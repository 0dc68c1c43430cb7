//! Native desktop notification sink.

use notify_rust::Notification;

use super::{NotificationSink, error::SinkError};
use crate::models::NotificationMessage;

/// Delivers notifications through the operating system's native
/// notification facility.
#[derive(Debug, Default)]
pub struct DesktopSink;

impl DesktopSink {
    /// Creates a new `DesktopSink`.
    pub fn new() -> Self {
        Self
    }
}

#[async_trait::async_trait]
impl NotificationSink for DesktopSink {
    async fn send(&self, message: &NotificationMessage) -> Result<(), SinkError> {
        let mut notification = Notification::new();
        notification.summary(&message.title).body(&message.body);

        // `show` blocks on the platform call until the OS acknowledges the
        // notification, so run it off the async worker threads.
        tokio::task::spawn_blocking(move || notification.show())
            .await
            .map_err(|e| SinkError::Internal(e.to_string()))??;

        Ok(())
    }
}
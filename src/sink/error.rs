//! Error types for notification sinks.

use std::process::ExitStatus;

use thiserror::Error;

/// Defines the possible errors that can occur while delivering a
/// notification.
///
/// Delivery is best-effort: these errors are reported at the dispatch
/// boundary but never fail the hook process.
#[derive(Debug, Error)]
pub enum SinkError {
    /// The OS notification facility rejected or failed the notification.
    #[error("Desktop notification failed: {0}")]
    Desktop(#[from] notify_rust::error::Error),

    /// The notifier executable could not be started.
    #[error("Failed to spawn notifier '{program}': {source}")]
    Spawn {
        /// The executable that was being spawned.
        program: String,
        /// The underlying I/O error.
        source: std::io::Error,
    },

    /// The notifier executable exited with a non-zero status.
    #[error("Notifier '{program}' exited with {status}")]
    CommandFailed {
        /// The executable that was invoked.
        program: String,
        /// The exit status it returned.
        status: ExitStatus,
    },

    /// An internal error that should not occur under normal circumstances.
    #[error("Internal error: {0}")]
    Internal(String),
}
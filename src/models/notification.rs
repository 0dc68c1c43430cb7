//! Data models for notifications.

/// A message to be delivered by a notification sink, with a title and body.
#[derive(Debug, Clone, PartialEq, Eq, Default)]
pub struct NotificationMessage {
    /// The title of the notification message.
    pub title: String,
    /// The body content of the notification message.
    pub body: String,
}

impl NotificationMessage {
    /// Creates a new `NotificationMessage`.
    pub fn new(title: impl Into<String>, body: impl Into<String>) -> Self {
        Self { title: title.into(), body: body.into() }
    }
}
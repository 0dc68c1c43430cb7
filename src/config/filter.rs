//! Filter policy configuration.

use serde::{Deserialize, Serialize};
use thiserror::Error;

/// The filter policy applied to event messages before dispatch.
///
/// In YAML this is either the bare string `none` or a
/// `substring: <keyword>` mapping:
///
/// ```yaml
/// filter: none
/// # or
/// filter:
///   substring: permission
/// ```
#[derive(Debug, Clone, Default, Deserialize, Serialize, PartialEq, Eq)]
#[serde(rename_all = "snake_case")]
pub enum FilterConfig {
    /// Dispatch every notification event.
    #[default]
    None,
    /// Dispatch only events whose message contains the keyword. The match is
    /// case-insensitive.
    Substring(String),
}

/// Error types for filter configuration validation.
#[derive(Debug, Clone, Error, PartialEq, Eq)]
pub enum FilterConfigError {
    /// Error for an empty substring keyword, which would match every message.
    #[error("Filter keyword cannot be empty.")]
    EmptyKeyword,
}

impl FilterConfig {
    /// Validates the filter configuration.
    pub fn validate(&self) -> Result<(), FilterConfigError> {
        match self {
            FilterConfig::None => Ok(()),
            FilterConfig::Substring(keyword) => {
                if keyword.trim().is_empty() {
                    return Err(FilterConfigError::EmptyKeyword);
                }
                Ok(())
            }
        }
    }
}
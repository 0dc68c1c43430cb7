//! # Notification Dispatcher
//!
//! This module is responsible for turning one raw hook event payload into at
//! most one desktop notification. It is the entire pipeline of the binary:
//! parse, validate, filter, dispatch.
//!
//! ## Workflow
//!
//! 1. The `Dispatcher` is built from the validated [`AppConfig`] at startup,
//!    holding the default title, the compiled [`MessageFilter`], and the
//!    configured [`NotificationSink`].
//! 2. `run` deserializes the raw payload into a [`HookEvent`] and confirms
//!    it is a notification-class event; either failure is fatal and maps to
//!    a non-zero process exit.
//! 3. The filter inspects the event message. A rejected message is a
//!    successful no-op (`Filtered`).
//! 4. The [`NotificationMessage`] is handed to the sink. A sink failure is
//!    logged at warning level and reported as `DeliveryFailed`, never as an
//!    error: a missed notification is not mission-critical and must not
//!    fail the hook.

pub mod error;

use crate::{
    config::AppConfig,
    filter::MessageFilter,
    models::{HookEvent, NOTIFICATION_KIND, NotificationMessage},
    sink::{self, NotificationSink},
};
use error::DispatchError;

/// The terminal state of one dispatcher run.
#[derive(Debug, Clone, Copy, PartialEq, Eq)]
pub enum DispatchOutcome {
    /// The event passed the filter and the sink accepted the message.
    Dispatched,
    /// The filter rejected the event; the sink was never invoked.
    Filtered,
    /// The sink failed; the failure was logged and swallowed because
    /// delivery is best-effort.
    DeliveryFailed,
}

/// Dispatches a single hook event to the configured notification sink.
pub struct Dispatcher {
    /// Title used when the event does not carry one.
    title: String,
    /// Filter applied to the event message before dispatch.
    filter: MessageFilter,
    /// The sink that delivers the notification.
    sink: Box<dyn NotificationSink>,
}

impl Dispatcher {
    /// Creates a new `Dispatcher` from its parts.
    pub fn new(
        title: impl Into<String>,
        filter: MessageFilter,
        sink: Box<dyn NotificationSink>,
    ) -> Self {
        Self { title: title.into(), filter, sink }
    }

    /// Creates a `Dispatcher` from a validated application configuration.
    pub fn from_config(config: &AppConfig) -> Self {
        Self::new(
            config.title.clone(),
            MessageFilter::from_config(&config.filter),
            sink::from_config(&config.sink),
        )
    }

    /// Runs the pipeline over one raw payload.
    ///
    /// # Returns
    ///
    /// * `Ok(outcome)` - The event was handled; see [`DispatchOutcome`].
    /// * `Err(DispatchError)` - The payload was malformed or not a
    ///   notification-class event.
    pub async fn run(&self, raw: &str) -> Result<DispatchOutcome, DispatchError> {
        let event = HookEvent::from_json(raw)?;

        if !event.is_notification() {
            return Err(DispatchError::UnexpectedEventKind {
                kind: event.hook_event_name,
                expected: NOTIFICATION_KIND,
            });
        }

        if !self.filter.matches(&event.message) {
            tracing::debug!(message = %event.message, "event filtered out, skipping dispatch");
            return Ok(DispatchOutcome::Filtered);
        }

        let message = NotificationMessage {
            title: event.title.unwrap_or_else(|| self.title.clone()),
            body: event.message,
        };

        match self.sink.send(&message).await {
            Ok(()) => {
                tracing::info!(title = %message.title, "notification dispatched");
                Ok(DispatchOutcome::Dispatched)
            }
            Err(e) => {
                tracing::warn!(error = %e, "failed to deliver notification");
                Ok(DispatchOutcome::DeliveryFailed)
            }
        }
    }
}
use std::sync::{Arc, Mutex};

use crate::{
    models::NotificationMessage,
    sink::{NotificationSink, error::SinkError},
};

/// A sink that records every message it receives, for asserting on dispatch
/// behavior without touching the OS.
#[derive(Clone, Default)]
pub struct RecordingSink {
    sent: Arc<Mutex<Vec<NotificationMessage>>>,
}

impl RecordingSink {
    /// Creates a new, empty `RecordingSink`.
    pub fn new() -> Self {
        Self::default()
    }

    /// Returns the messages delivered so far.
    pub fn sent(&self) -> Vec<NotificationMessage> {
        self.sent.lock().unwrap().clone()
    }
}

#[async_trait::async_trait]
impl NotificationSink for RecordingSink {
    async fn send(&self, message: &NotificationMessage) -> Result<(), SinkError> {
        self.sent.lock().unwrap().push(message.clone());
        Ok(())
    }
}

/// A sink that always fails, for exercising the best-effort delivery path.
#[derive(Debug, Default)]
pub struct FailingSink;

#[async_trait::async_trait]
impl NotificationSink for FailingSink {
    async fn send(&self, _message: &NotificationMessage) -> Result<(), SinkError> {
        Err(SinkError::Internal("sink configured to fail".to_string()))
    }
}
//! Data models for incoming hook events.

use serde::Deserialize;

/// The `hook_event_name` value that identifies a notification-class event.
pub const NOTIFICATION_KIND: &str = "Notification";

/// A single hook event as delivered by Claude Code on standard input.
///
/// The producer owns the payload schema and sends more fields than are
/// modeled here (`session_id`, `transcript_path`, ...); only the fields the
/// dispatcher needs are deserialized, and unknown fields are ignored.
#[derive(Debug, Clone, Deserialize, PartialEq, Eq)]
pub struct HookEvent {
    /// The kind tag for the event (e.g. `"Notification"`).
    pub hook_event_name: String,

    /// The human-readable message payload.
    pub message: String,

    /// Optional title override for the resulting notification.
    #[serde(default)]
    pub title: Option<String>,
}

impl HookEvent {
    /// Deserializes a hook event from a raw JSON payload.
    pub fn from_json(raw: &str) -> Result<Self, serde_json::Error> {
        serde_json::from_str(raw)
    }

    /// Returns true when this event is a notification-class event.
    pub fn is_notification(&self) -> bool {
        self.hook_event_name == NOTIFICATION_KIND
    }
}
use std::io::{self, Read};

use clap::Parser;
use herald::{
    config::AppConfig,
    dispatcher::{DispatchOutcome, Dispatcher},
};
use tracing_subscriber::{EnvFilter, FmtSubscriber};

#[derive(Parser)]
#[command(author, version, about, long_about = None)]
struct Cli {
    /// Directory containing herald.yaml. Defaults to `.claude` in the
    /// working directory the hook runs from.
    #[arg(long)]
    config_dir: Option<String>,
}

#[tokio::main]
async fn main() -> Result<(), Box<dyn std::error::Error>> {
    // Hook stdout is read by the producer; keep all logging on stderr.
    let subscriber = FmtSubscriber::builder()
        .with_env_filter(EnvFilter::from_default_env())
        .with_writer(io::stderr)
        .finish();
    tracing::subscriber::set_global_default(subscriber).expect("setting default subscriber failed");

    let cli = Cli::parse();

    let config = AppConfig::new(cli.config_dir.as_deref())?;
    tracing::debug!(filter = ?config.filter, sink = ?config.sink, "Configuration loaded.");

    let mut raw = String::new();
    io::stdin().lock().read_to_string(&mut raw)?;

    let dispatcher = Dispatcher::from_config(&config);

    match dispatcher.run(&raw).await? {
        DispatchOutcome::Dispatched => tracing::debug!("Notification dispatched."),
        DispatchOutcome::Filtered => tracing::debug!("Event filtered out, nothing dispatched."),
        // Already reported at the dispatch boundary; the hook still exits 0.
        DispatchOutcome::DeliveryFailed => {}
    }

    Ok(())
}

Exercise brief:
Find the lines in the entries above where "fields" occurs, and copy each of them.

Response:
/// The producer owns the payload schema and sends more fields than are
/// modeled here (`session_id`, `transcript_path`, ...); only the fields the
/// dispatcher needs are deserialized, and unknown fields are ignored.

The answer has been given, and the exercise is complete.